(Dataset items)
= Beginning of Section =
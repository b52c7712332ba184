//! # Resilience
//!
//! Protection for calls to flaky upstream services (CRM, email outreach,
//! enrichment, scraping):
//!
//! - [`retry`]: exponential backoff with jitter and cancellation
//! - [`circuit_breaker`]: per-dependency CLOSED → OPEN → HALF_OPEN state machine
//! - [`registry`]: named breakers composed as `CircuitBreaker(Retry(call))`
//!
//! ```text
//! caller ──► CircuitBreakerRegistry::call_with_retry("clay_api", ..)
//!              └── CircuitBreaker (admission, outcome recording, transitions)
//!                    └── execute_with_retry (backoff between attempts)
//!                          └── operation() -> Result<T, OperationError>
//! ```

pub mod circuit_breaker;
pub mod config;
pub mod error;
pub mod metrics;
pub mod registry;
pub mod retry;

pub use circuit_breaker::{CallPermit, CircuitBreaker, CircuitState, CircuitTransition};
pub use config::{CircuitBreakerConfig, RetryPolicy};
pub use error::{OperationError, ResilienceError};
pub use metrics::CircuitBreakerMetrics;
pub use registry::CircuitBreakerRegistry;
pub use retry::{execute_with_retry, RetryStrategy};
= End of Section =
◆ **PROBLEM DESCRIPTION**
Copy out the data above word for word, starting at its first line and ending with the line that contains "HALF_OPEN state machine".

◆ **EXERCISE OUTPUT**
repository b52c7712332ba184
//! # Resilience
//!
//! Protection for calls to flaky upstream services (CRM, email outreach,
//! enrichment, scraping):
//!
//! - [`retry`]: exponential backoff with jitter and cancellation
//! - [`circuit_breaker`]: per-dependency CLOSED → OPEN → HALF_OPEN state machine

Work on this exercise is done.